PREDICT: comPREhensive Data Integration for Cancer Treatment

 

PREDICT-LOGOHomepage: PREDICT

Funding: BMBF

Period: 2016 - 2019

Project partner: Charite Berlin, Berlin Institute of Health

The central aim of the PREDICT project is to develop a software system that enables clinicians to use the large body of data on the relationships between genetic/epigenetic alterations and treatment options/success in cancer, to support (a) the rapid development of new, targeted studies whose design essentially is based on genomic features, and to (b) enable a maximally informed and structured clinical decision process. A knowledge base will be created using advanced and innovative algorithms for knowledge extraction, semantic data integration, and biomedical text , and made available to the clinical oncologist through a cancer-genomic clinical workbench based. Moreover, the knowledge base will be an essential tool to initiate and support highly targeted umbrella and basket trials in which experimental drugs are administered to a typically small group of patients chosen based on their mutation status. Finally, the knowledge base will be used to develop novel algorithms to assess the effect of drugs on a patient’s tumor depending on its mutation profile.

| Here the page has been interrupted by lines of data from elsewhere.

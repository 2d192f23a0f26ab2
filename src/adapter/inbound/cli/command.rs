//! Command-line interface definitions.

use clap::{Args, Parser, Subcommand};
use std::path::PathBuf;

use super::paths;

/// Operator keeper for on-chain yield rebalancing
#[derive(Parser, Debug)]
#[command(name = "rebalance-keeper")]
#[command(version)]
pub struct Cli {
    /// Color output mode [auto, always, never]
    #[arg(
        long,
        global = true,
        default_value = "auto",
        hide_possible_values = true
    )]
    pub color: ColorChoice,

    /// JSON output for scripting
    #[arg(long, global = true)]
    pub json: bool,

    /// Decrease output verbosity
    #[arg(short, long, global = true)]
    pub quiet: bool,

    /// Increase output verbosity
    #[arg(short, long, global = true, action = clap::ArgAction::Count)]
    pub verbose: u8,

    #[command(subcommand)]
    pub command: Commands,
}

/// Color output mode for terminal rendering.
#[derive(Clone, Debug, Default, clap::ValueEnum)]
pub enum ColorChoice {
    /// Detect automatically
    #[default]
    Auto,
    /// Always use colors
    Always,
    /// Never use colors
    Never,
}

#[derive(Subcommand, Debug)]
pub enum Commands {
    /// Run the keeper in the foreground until interrupted
    Run(RunArgs),

    /// Run a single rebalance pass and print its report
    Pass(PassArgs),

    /// Validate configuration and readiness
    #[command(subcommand)]
    Check(CheckCommand),

    /// Manage tracked rebalance targets
    #[command(subcommand)]
    Targets(TargetsCommand),

    /// Show recent rebalance passes
    History(HistoryArgs),
}

#[derive(Subcommand, Debug)]
pub enum CheckCommand {
    /// Validate the configuration file syntax and semantics.
    Config(ConfigPathArg),
    /// Report whether the keeper has everything it needs to run.
    Health(ConfigPathArg),
}

#[derive(Subcommand, Debug)]
pub enum TargetsCommand {
    /// List every tracked target.
    List(ConfigPathArg),
    /// Start tracking a target.
    Add(TargetAddArgs),
    /// Re-enable a target.
    Enable(TargetIdArgs),
    /// Keep a target registered but skip it in every pass.
    Disable(TargetIdArgs),
    /// Stop tracking a target.
    Remove(TargetIdArgs),
}

/// Shared argument struct for commands that require only a configuration path.
#[derive(Args, Debug)]
pub struct ConfigPathArg {
    /// Path to the configuration file.
    #[arg(short, long, default_value_os_t = paths::default_config())]
    pub config: PathBuf,
}

/// Logging overrides for commands that talk to the chain.
#[derive(Args, Debug, Default)]
pub struct LogArgs {
    /// Override log level (trace, debug, info, warn, error).
    #[arg(long)]
    pub log_level: Option<String>,

    /// Use JSON log format instead of pretty-printed logs.
    #[arg(long)]
    pub json_logs: bool,
}

#[derive(Args, Debug)]
pub struct RunArgs {
    /// Path to the configuration file.
    #[arg(short, long, default_value_os_t = paths::default_config())]
    pub config: PathBuf,

    #[command(flatten)]
    pub logs: LogArgs,

    /// Override seconds between passes.
    #[arg(long)]
    pub interval: Option<u64>,

    /// Override how many targets are processed at once.
    #[arg(long)]
    pub concurrency: Option<usize>,

    /// Wait one full interval before the first pass.
    #[arg(long)]
    pub no_run_on_start: bool,
}

#[derive(Args, Debug)]
pub struct PassArgs {
    /// Path to the configuration file.
    #[arg(short, long, default_value_os_t = paths::default_config())]
    pub config: PathBuf,

    #[command(flatten)]
    pub logs: LogArgs,
}

#[derive(Args, Debug)]
pub struct TargetAddArgs {
    /// Wallet address (user) or decimal market id (market).
    pub id: String,

    /// Target kind: `user` or `market`.
    #[arg(long, default_value = "user")]
    pub kind: String,

    /// Register the target without enabling it.
    #[arg(long)]
    pub disabled: bool,

    /// Path to the configuration file.
    #[arg(short, long, default_value_os_t = paths::default_config())]
    pub config: PathBuf,
}

#[derive(Args, Debug)]
pub struct TargetIdArgs {
    /// Target id as shown by `targets list`.
    pub id: String,

    /// Path to the configuration file.
    #[arg(short, long, default_value_os_t = paths::default_config())]
    pub config: PathBuf,
}

#[derive(Args, Debug)]
pub struct HistoryArgs {
    /// Number of passes to show, newest first.
    #[arg(short = 'n', long, default_value = "10")]
    pub limit: usize,

    /// Path to the configuration file.
    #[arg(short, long, default_value_os_t = paths::default_config())]
    pub config: PathBuf,
}
//! Mapping RPC and contract failures onto [`ChainError`].
//!
//! Node errors arrive as free-form strings; revert payloads arrive as ABI
//! bytes. Reverts are decoded against the known contract errors first, then
//! as a plain `Error(string)`.

use alloy_primitives::{hex, Bytes};
use alloy_sol_types::{Revert, SolError, SolInterface};

use super::contracts::PredictionMarket::PredictionMarketErrors;
use super::contracts::RebalancerDelegation::RebalancerDelegationErrors;
use crate::error::ChainError;

const REVERT_MARKERS: &[&str] = &["execution reverted", "revert"];

/// The node already holds a transaction with this exact hash.
const KNOWN_TX_MARKERS: &[&str] = &["already known", "known transaction", "already imported"];

const NONCE_TOO_LOW: &str = "nonce too low";

const TRANSIENT_MARKERS: &[&str] = &[
    "timed out",
    "timeout",
    "connection",
    "error sending request",
    "broken pipe",
    "too many requests",
    "rate limit",
    "temporarily unavailable",
    "429",
    "502",
    "503",
    "504",
];

/// Human-readable reason for a revert payload.
#[must_use]
pub fn revert_reason(data: &[u8]) -> String {
    if data.is_empty() {
        return "reverted without data".to_string();
    }
    if let Ok(err) = RebalancerDelegationErrors::abi_decode(data) {
        let name = match err {
            RebalancerDelegationErrors::NotOperator(_) => "NotOperator",
            RebalancerDelegationErrors::AutoRebalanceNotEnabled(_) => "AutoRebalanceNotEnabled",
            RebalancerDelegationErrors::NothingToRebalance(_) => "NothingToRebalance",
        };
        return name.to_string();
    }
    if let Ok(err) = PredictionMarketErrors::abi_decode(data) {
        let name = match err {
            PredictionMarketErrors::NotOperator(_) => "NotOperator",
            PredictionMarketErrors::MarketNotActive(_) => "MarketNotActive",
            PredictionMarketErrors::MarketAlreadyResolved(_) => "MarketAlreadyResolved",
        };
        return name.to_string();
    }
    if let Ok(revert) = Revert::abi_decode(data) {
        return revert.reason().to_string();
    }
    format!("0x{}", hex::encode(data))
}

/// Classify an error by its message, optionally with revert bytes.
#[must_use]
pub fn classify(message: &str, revert_data: Option<&[u8]>) -> ChainError {
    if let Some(data) = revert_data {
        return ChainError::Revert {
            reason: revert_reason(data),
        };
    }

    let lower = message.to_ascii_lowercase();
    if REVERT_MARKERS.iter().any(|m| lower.contains(m)) {
        return ChainError::Revert {
            reason: revert_reason_from_message(message),
        };
    }
    if TRANSIENT_MARKERS.iter().any(|m| lower.contains(m)) {
        return ChainError::Transient(message.to_string());
    }
    ChainError::Rpc(message.to_string())
}

/// [`classify`] for errors that carry an owned revert payload.
#[must_use]
pub fn classify_payload(message: &str, revert_data: Option<Bytes>) -> ChainError {
    classify(message, revert_data.as_ref().map(|data| &data[..]))
}

/// Whether a failed `eth_sendRawTransaction` may still have put the
/// transaction in the mempool.
///
/// "already known" always means it did. "nonce too low" only counts once an
/// earlier attempt of the same signed transaction could have reached the
/// node; on a first attempt it means the cached nonce was stale.
#[must_use]
pub fn broadcast_may_have_landed(error: &ChainError, retried: bool) -> bool {
    let ChainError::Rpc(message) = error else {
        return false;
    };
    let lower = message.to_ascii_lowercase();
    KNOWN_TX_MARKERS.iter().any(|m| lower.contains(m)) || (retried && lower.contains(NONCE_TOO_LOW))
}

/// Strip the node's "execution reverted:" prefix, keeping the reason.
fn revert_reason_from_message(message: &str) -> String {
    let lower = message.to_ascii_lowercase();
    match lower.find("execution reverted") {
        Some(pos) => {
            let rest = message[pos + "execution reverted".len()..]
                .trim_start_matches(':')
                .trim();
            if rest.is_empty() {
                "execution reverted".to_string()
            } else {
                rest.to_string()
            }
        }
        None => message.to_string(),
    }
}

#[cfg(test)]
mod tests {
    use super::*;
    use crate::adapter::outbound::evm::contracts::{PredictionMarket, RebalancerDelegation};

    #[test]
    fn decodes_delegation_custom_error() {
        let data = RebalancerDelegation::NotOperator {}.abi_encode();
        assert_eq!(revert_reason(&data), "NotOperator");

        let data = RebalancerDelegation::AutoRebalanceNotEnabled {}.abi_encode();
        assert_eq!(revert_reason(&data), "AutoRebalanceNotEnabled");
    }

    #[test]
    fn decodes_market_custom_error() {
        let data = PredictionMarket::MarketNotActive {}.abi_encode();
        assert_eq!(revert_reason(&data), "MarketNotActive");
    }

    #[test]
    fn decodes_plain_revert_string() {
        let data = Revert::from("insufficient vault balance").abi_encode();
        assert_eq!(revert_reason(&data), "insufficient vault balance");
    }

    #[test]
    fn unknown_payload_falls_back_to_hex() {
        assert_eq!(revert_reason(&[0xde, 0xad, 0xbe, 0xef]), "0xdeadbeef");
        assert_eq!(revert_reason(&[]), "reverted without data");
    }

    #[test]
    fn revert_data_wins_over_message() {
        let data = RebalancerDelegation::NotOperator {}.abi_encode();
        assert_eq!(
            classify("server returned an error response", Some(&data)),
            ChainError::Revert {
                reason: "NotOperator".into()
            }
        );
    }

    #[test]
    fn message_classification() {
        assert_eq!(
            classify("execution reverted: not enabled", None),
            ChainError::Revert {
                reason: "not enabled".into()
            }
        );
        assert!(classify("error sending request for url", None).is_transient());
        assert!(classify("HTTP error 503 Service Unavailable", None).is_transient());
        assert!(classify("request timed out", None).is_transient());
        assert_eq!(
            classify("nonce too low", None),
            ChainError::Rpc("nonce too low".into())
        );
    }

    #[test]
    fn owned_payload_is_decoded() {
        let data = Bytes::from(PredictionMarket::MarketAlreadyResolved {}.abi_encode());
        assert_eq!(
            classify_payload("server returned an error response", Some(data)),
            ChainError::Revert {
                reason: "MarketAlreadyResolved".into()
            }
        );
    }

    #[test]
    fn known_transaction_means_broadcast_landed() {
        for message in ["already known", "known transaction: 0xabc", "Transaction already imported"] {
            let err = classify(message, None);
            assert!(broadcast_may_have_landed(&err, false), "{message}");
        }
    }

    #[test]
    fn nonce_too_low_counts_only_after_a_retry() {
        let err = classify("nonce too low", None);
        assert!(!broadcast_may_have_landed(&err, false));
        assert!(broadcast_may_have_landed(&err, true));
        assert!(!broadcast_may_have_landed(
            &classify("insufficient funds for gas * price + value", None),
            true
        ));
        assert!(!broadcast_may_have_landed(
            &ChainError::Transient("already known".into()),
            true
        ));
    }
}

PerSonS: Personalizing Oncology via Semantic Integration of Data

 

PREDICT-LOGOHomepage: PerSonS

Funding: BMBF

Period: 2016 - 2019

Project partner: Universität Tübingen, KAIROS GmbH, Leibniz-Institut für Wissensmedien, Tübingen, Universitätsklinik Tübingen, Charite Berlin

The central goal of the project is to develop a software system for providing homogeneous and intuitive access to all data relevant to therapeutic decisions. The project will enable clinicians to (a) select stratified patient cohorts based on a full semantic integration of clinical and high-throughput (HT) data and (b) to bring personalized tumor therapy to a new level through a touch-based visual analytics tool allowing intuitive access to all data – literally ‘information at your fingertips’. Key tasks to achieve these goals are conversion of free text clinical reports into structured data, automated consistent analysis of HT data, a full semantic integration of the clinical data with selected HT data, the design of a user-friendly graphical user interface for the selection of patient cohorts, and finally (particularly for the translational phase) an interactive visual analytics tool based on a multi-representational interactive touch table to conduct personalized interdisciplinary tumor conferences in order to support therapeutic decisions.

BSIO: Berlin School of Integrative Oncology

 

BSIOHomepage

Funding: DFG Excellence Initiative

Period: 2012 - 2019

Project partner: Charite Berlin + Further partners

The BSIO offers a structured 3-year doctoral program jointly educating natural scientists and physicians/medical students in the field of integrative oncology and features excellent research conditions, a comprehensive curriculum and a broad supervision and mentoring network. With respect to its scope, the BSIO aims to bring our understanding of malignant growth to new conceptual levels, i.e. to expand the molecular, cell biological, organismic and system-mathematical research focus by utilizing advanced experimental and simulatory models to develop novel diagnostics and innovative therapeutic principles, and to make them rapidly available for clinical testing.